[Stored data]

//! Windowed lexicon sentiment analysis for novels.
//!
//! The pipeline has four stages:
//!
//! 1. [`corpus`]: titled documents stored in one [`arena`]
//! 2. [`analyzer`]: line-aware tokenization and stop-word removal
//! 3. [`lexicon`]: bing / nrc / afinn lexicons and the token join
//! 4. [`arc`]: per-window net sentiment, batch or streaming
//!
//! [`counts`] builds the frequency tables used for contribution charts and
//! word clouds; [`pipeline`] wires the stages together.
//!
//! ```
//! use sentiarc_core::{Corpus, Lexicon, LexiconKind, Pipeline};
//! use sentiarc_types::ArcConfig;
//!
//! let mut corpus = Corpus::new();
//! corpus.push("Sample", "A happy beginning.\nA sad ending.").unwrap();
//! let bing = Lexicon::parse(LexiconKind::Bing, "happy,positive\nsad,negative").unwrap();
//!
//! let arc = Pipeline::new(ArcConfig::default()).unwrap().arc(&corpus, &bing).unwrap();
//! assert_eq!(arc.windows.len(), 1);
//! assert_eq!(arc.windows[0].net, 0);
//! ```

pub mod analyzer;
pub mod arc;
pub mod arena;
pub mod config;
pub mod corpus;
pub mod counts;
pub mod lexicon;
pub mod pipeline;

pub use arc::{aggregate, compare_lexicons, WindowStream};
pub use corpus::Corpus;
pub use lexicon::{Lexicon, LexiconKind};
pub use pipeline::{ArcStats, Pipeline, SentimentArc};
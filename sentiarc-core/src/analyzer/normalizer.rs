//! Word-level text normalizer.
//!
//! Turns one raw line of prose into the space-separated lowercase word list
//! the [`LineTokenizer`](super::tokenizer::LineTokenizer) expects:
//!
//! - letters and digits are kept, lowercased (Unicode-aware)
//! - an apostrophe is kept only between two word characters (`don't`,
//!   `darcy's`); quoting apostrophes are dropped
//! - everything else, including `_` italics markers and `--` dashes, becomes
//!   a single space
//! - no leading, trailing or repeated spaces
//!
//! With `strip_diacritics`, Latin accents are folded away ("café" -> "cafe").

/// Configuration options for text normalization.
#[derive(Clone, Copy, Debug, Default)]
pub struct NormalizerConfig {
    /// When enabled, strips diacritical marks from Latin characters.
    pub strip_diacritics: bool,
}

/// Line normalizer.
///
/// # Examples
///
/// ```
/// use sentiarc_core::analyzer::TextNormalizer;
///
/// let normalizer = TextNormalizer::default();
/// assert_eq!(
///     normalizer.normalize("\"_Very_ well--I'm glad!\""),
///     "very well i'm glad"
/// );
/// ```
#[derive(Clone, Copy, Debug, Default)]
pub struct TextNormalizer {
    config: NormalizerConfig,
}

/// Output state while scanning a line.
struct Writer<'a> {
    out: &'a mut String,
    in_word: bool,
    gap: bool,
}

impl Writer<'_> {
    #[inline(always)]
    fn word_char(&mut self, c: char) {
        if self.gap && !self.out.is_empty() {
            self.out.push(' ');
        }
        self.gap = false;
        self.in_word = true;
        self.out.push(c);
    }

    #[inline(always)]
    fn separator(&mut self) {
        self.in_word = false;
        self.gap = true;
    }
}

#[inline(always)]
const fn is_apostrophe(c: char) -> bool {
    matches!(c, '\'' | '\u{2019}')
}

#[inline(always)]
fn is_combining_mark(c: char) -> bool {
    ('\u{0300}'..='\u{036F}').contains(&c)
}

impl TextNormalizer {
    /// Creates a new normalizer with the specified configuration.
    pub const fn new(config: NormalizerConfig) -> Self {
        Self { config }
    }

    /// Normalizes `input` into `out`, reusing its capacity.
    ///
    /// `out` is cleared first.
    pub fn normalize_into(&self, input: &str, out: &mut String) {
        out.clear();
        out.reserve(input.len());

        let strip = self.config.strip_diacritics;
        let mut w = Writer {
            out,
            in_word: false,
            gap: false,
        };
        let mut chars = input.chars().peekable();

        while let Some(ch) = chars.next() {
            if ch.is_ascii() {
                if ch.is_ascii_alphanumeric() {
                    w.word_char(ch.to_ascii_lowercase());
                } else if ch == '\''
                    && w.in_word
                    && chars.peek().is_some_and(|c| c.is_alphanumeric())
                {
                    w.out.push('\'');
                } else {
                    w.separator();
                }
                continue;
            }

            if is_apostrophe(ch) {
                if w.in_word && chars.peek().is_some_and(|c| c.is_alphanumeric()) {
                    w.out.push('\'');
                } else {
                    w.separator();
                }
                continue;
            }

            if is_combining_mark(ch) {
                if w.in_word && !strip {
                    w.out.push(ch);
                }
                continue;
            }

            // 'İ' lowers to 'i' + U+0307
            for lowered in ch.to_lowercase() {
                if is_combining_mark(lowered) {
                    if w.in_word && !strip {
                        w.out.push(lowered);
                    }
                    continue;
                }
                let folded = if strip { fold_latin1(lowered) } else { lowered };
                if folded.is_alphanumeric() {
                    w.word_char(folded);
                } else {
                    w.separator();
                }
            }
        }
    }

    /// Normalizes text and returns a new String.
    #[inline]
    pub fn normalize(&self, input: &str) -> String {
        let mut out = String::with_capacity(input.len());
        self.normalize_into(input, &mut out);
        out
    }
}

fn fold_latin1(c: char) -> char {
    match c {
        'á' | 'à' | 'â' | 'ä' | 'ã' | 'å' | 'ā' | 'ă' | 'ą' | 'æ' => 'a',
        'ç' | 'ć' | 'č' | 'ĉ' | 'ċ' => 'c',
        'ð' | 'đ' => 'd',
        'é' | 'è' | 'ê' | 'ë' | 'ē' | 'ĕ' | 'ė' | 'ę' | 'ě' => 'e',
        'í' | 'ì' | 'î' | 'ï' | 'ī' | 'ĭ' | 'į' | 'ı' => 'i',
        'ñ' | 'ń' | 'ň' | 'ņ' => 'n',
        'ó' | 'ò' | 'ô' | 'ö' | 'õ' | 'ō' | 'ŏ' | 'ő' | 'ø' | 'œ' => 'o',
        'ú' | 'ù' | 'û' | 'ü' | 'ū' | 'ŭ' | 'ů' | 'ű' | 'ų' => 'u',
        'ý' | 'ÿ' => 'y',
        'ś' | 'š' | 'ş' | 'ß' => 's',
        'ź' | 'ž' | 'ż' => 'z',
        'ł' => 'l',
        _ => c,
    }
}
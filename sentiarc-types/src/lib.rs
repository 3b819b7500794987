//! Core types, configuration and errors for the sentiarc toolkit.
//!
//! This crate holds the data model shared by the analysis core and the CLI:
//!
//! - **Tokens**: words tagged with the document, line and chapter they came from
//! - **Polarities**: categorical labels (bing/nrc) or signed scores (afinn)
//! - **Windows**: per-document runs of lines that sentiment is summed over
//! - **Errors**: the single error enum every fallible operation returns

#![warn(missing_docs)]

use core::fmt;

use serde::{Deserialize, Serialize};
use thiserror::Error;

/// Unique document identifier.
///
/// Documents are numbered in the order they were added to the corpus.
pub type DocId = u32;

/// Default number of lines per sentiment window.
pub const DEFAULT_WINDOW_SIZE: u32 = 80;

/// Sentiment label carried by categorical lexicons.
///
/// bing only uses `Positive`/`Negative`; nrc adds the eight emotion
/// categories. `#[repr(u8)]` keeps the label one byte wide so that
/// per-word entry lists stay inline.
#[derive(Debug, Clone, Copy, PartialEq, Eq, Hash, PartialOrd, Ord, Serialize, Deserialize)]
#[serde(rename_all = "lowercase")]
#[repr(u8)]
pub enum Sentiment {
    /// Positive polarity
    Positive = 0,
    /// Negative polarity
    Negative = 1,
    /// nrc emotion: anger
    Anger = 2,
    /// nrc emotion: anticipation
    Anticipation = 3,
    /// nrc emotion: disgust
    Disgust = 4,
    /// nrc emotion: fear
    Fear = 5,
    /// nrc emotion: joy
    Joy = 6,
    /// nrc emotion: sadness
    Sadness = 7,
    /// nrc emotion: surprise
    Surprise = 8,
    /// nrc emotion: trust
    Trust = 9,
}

_ASSIGNMENT_. Only lines that contain the string "enum" count; pick each one out of the records and copy it.

_ANSWER AREA_.
//! - **Errors**: the single error enum every fallible operation returns
pub enum Sentiment {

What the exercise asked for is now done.